Wednesday, December 31, 2008

Happy New Year

It might just be a happy one for me and my family. I just hung up from talking to Ryan. He has made a decision that could effect his entire future. He is going to a Christan place for men with alcohol and drug problems. It is a place he has been before but left way too early for the program to work. I wish I could say it is a 12 step program but it isn't. But it is better than the alternative which is homeless, dirty, cold, hungry and messed up out of your mind.

This is a miracle for me. I didn't know what was going to happen to him. I was afraid of what it might be. This is great news. He told me that he is tired of feeling like he does, of not having a drive in life, no purpose. He wants to put everything behind him and become the man that God made him.

Time will tell. And I will keep you posted.

Trying to find one

An AlAnon meeting that is. There are none in the town about 15 miles to the south. There are 4 per week in the town I work in. There are no AlAteen (not sure that is correct spelling) in the area which bothers me since I have a 17yr old daughter that would benefit from it.

I emailed So and he looked but came up with the same information.

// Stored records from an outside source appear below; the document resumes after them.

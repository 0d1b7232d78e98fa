//! Structure extraction from a single HTML document.
//!
//! References are returned exactly as written in the markup; resolving them
//! against the page URL is the crawler's job.

use scraper::{Html, Selector};
use std::collections::BTreeSet;
use std::sync::LazyLock;

static LINK_SELECTOR: LazyLock<Selector> =
    LazyLock::new(|| Selector::parse("a[href]").expect("static selector"));
static FORM_SELECTOR: LazyLock<Selector> =
    LazyLock::new(|| Selector::parse("form").expect("static selector"));
static SCRIPT_SELECTOR: LazyLock<Selector> =
    LazyLock::new(|| Selector::parse("script[src]").expect("static selector"));
static STYLESHEET_SELECTOR: LazyLock<Selector> =
    LazyLock::new(|| Selector::parse("link[href]").expect("static selector"));
static IMAGE_SELECTOR: LazyLock<Selector> =
    LazyLock::new(|| Selector::parse("img[src]").expect("static selector"));

/// A `<form>` as declared in markup.
#[derive(Debug, Clone, PartialEq, Eq)]
pub struct RawForm {
    /// Upper-cased, `GET` when absent.
    pub method: String,
    /// `None` when the attribute is missing or blank (submits to the page itself).
    pub action: Option<String>,
}

#[derive(Debug, Clone, Default, PartialEq, Eq)]
pub struct PageStructure {
    pub links: BTreeSet<String>,
    pub forms: Vec<RawForm>,
    pub scripts: BTreeSet<String>,
    pub stylesheets: BTreeSet<String>,
    pub images: BTreeSet<String>,
}

impl PageStructure {
    /// Unions another page structure into this one. Forms keep first-seen
    /// order and are deduplicated by value.
    pub fn merge(&mut self, other: PageStructure) {
        self.links.extend(other.links);
        for form in other.forms {
            if !self.forms.contains(&form) {
                self.forms.push(form);
            }
        }
        self.scripts.extend(other.scripts);
        self.stylesheets.extend(other.stylesheets);
        self.images.extend(other.images);
    }
}

/// Parses one HTML document. Malformed markup never fails; whatever the
/// parser recovers is returned.
pub fn extract_structure(html: &str) -> PageStructure {
    let document = Html::parse_document(html);
    let mut structure = PageStructure::default();

    for element in document.select(&LINK_SELECTOR) {
        if let Some(href) = non_blank(element.value().attr("href")) {
            structure.links.insert(href);
        }
    }

    for element in document.select(&FORM_SELECTOR) {
        let method = element
            .value()
            .attr("method")
            .map(|m| m.trim().to_ascii_uppercase())
            .filter(|m| !m.is_empty())
            .unwrap_or_else(|| "GET".to_string());
        let action = non_blank(element.value().attr("action"));
        let form = RawForm { method, action };
        if !structure.forms.contains(&form) {
            structure.forms.push(form);
        }
    }

    for element in document.select(&SCRIPT_SELECTOR) {
        if let Some(src) = non_blank(element.value().attr("src")) {
            structure.scripts.insert(src);
        }
    }

    for element in document.select(&STYLESHEET_SELECTOR) {
        let is_stylesheet = element
            .value()
            .attr("rel")
            .map(|rel| rel.to_ascii_lowercase().contains("stylesheet"))
            .unwrap_or(false);
        if is_stylesheet && let Some(href) = non_blank(element.value().attr("href")) {
            structure.stylesheets.insert(href);
        }
    }

    for element in document.select(&IMAGE_SELECTOR) {
        if let Some(src) = non_blank(element.value().attr("src")) {
            structure.images.insert(src);
        }
    }

    structure
}

fn non_blank(value: Option<&str>) -> Option<String> {
    value
        .map(str::trim)
        .filter(|v| !v.is_empty())
        .map(str::to_string)
}
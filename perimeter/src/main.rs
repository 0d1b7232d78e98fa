use perimeter::commands::command_argument_builder;
use perimeter::handlers::{handle_scan, init_logging, print_banner};

#[tokio::main]
async fn main() {
    let cmd = command_argument_builder();
    let chosen_command = cmd.get_matches();

    match chosen_command.subcommand() {
        Some(("scan", sub_matches)) => {
            init_logging(sub_matches.get_count("verbose"));

            if !sub_matches.get_flag("quiet") {
                print_banner();
            }

            if let Err(e) = handle_scan(sub_matches).await {
                eprintln!("✗ {:#}", e);
                std::process::exit(1);
            }
        }
        _ => unreachable!("clap should ensure we don't get here"),
    }
}
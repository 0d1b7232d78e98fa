use crate::error::{Result, ScanError};
use reqwest::Client;
use std::time::Duration;
use tracing::debug;
use url::Url;

/// Response of a single non-executing GET.
#[derive(Debug, Clone)]
pub struct FetchedPage {
    /// URL after redirects; links on the page resolve against it.
    pub final_url: Url,
    pub status: u16,
    pub headers: Vec<(String, String)>,
    pub content_type: Option<String>,
    pub body: String,
}

impl FetchedPage {
    pub fn is_html(&self) -> bool {
        self.content_type
            .as_deref()
            .map(|ct| {
                let ct = ct.to_ascii_lowercase();
                ct.contains("text/html") || ct.contains("application/xhtml+xml")
            })
            .unwrap_or(false)
    }
}

/// Shared HTTP session used for baseline fetches and crawling.
///
/// Cloning is cheap: the underlying connection pool is reference counted and
/// holds no per-target state.
#[derive(Clone)]
pub struct HttpFetcher {
    client: Client,
}

impl HttpFetcher {
    pub fn new(user_agent: &str, connect_timeout: Duration) -> Result<Self> {
        let client = Client::builder()
            .user_agent(user_agent)
            .connect_timeout(connect_timeout)
            .pool_max_idle_per_host(50)
            .pool_idle_timeout(Duration::from_secs(90))
            .tcp_keepalive(Duration::from_secs(60))
            .redirect(reqwest::redirect::Policy::limited(5))
            // transport is inspected by the TLS probe, not trusted here
            .danger_accept_invalid_certs(true)
            .build()?;

        Ok(Self { client })
    }

    pub async fn fetch(&self, url: &str, timeout: Duration) -> Result<FetchedPage> {
        debug!("Fetching {} (timeout {:?})", url, timeout);

        let parsed =
            Url::parse(url).map_err(|e| ScanError::InvalidUrl(format!("{}: {}", url, e)))?;
        let response = self.client.get(parsed).timeout(timeout).send().await?;

        let final_url = response.url().clone();
        let status = response.status().as_u16();
        let headers = response
            .headers()
            .iter()
            .map(|(name, value)| {
                (
                    name.as_str().to_string(),
                    String::from_utf8_lossy(value.as_bytes()).into_owned(),
                )
            })
            .collect();
        let content_type = response
            .headers()
            .get(reqwest::header::CONTENT_TYPE)
            .and_then(|v| v.to_str().ok())
            .map(|s| s.to_string());

        let body = response.text().await?;

        Ok(FetchedPage {
            final_url,
            status,
            headers,
            content_type,
            body,
        })
    }
}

How is it in an area of 60k people there are so few meetings? And all of them are in the same building. I asked So if he thought I would benefit from online meetings and he said what I knew he would and that was there is nothing like a face to face. I agree. Plus I want to make friends so I have someone to call who is going through or has already gone through what myself and Stephanie are.

Do AlAnon people read the same Big Book as AA members? You can tell I am very lost and uninformed about this subject.

I will look online to see what I can find. Meanwhile, if anyone knows of a meeting I would benefit from in Paducah, Ky please let me know.

Tuesday, December 30, 2008

My Son

I think my son has finally hit bottom. At least I hope he has. That might sound harsh to some folks but it is how I feel. He will not ever get better until he hits his bottom. Joe and I truly thought he would have become homeless way before yesterday but he had managed to sponge off of everyone he could until then.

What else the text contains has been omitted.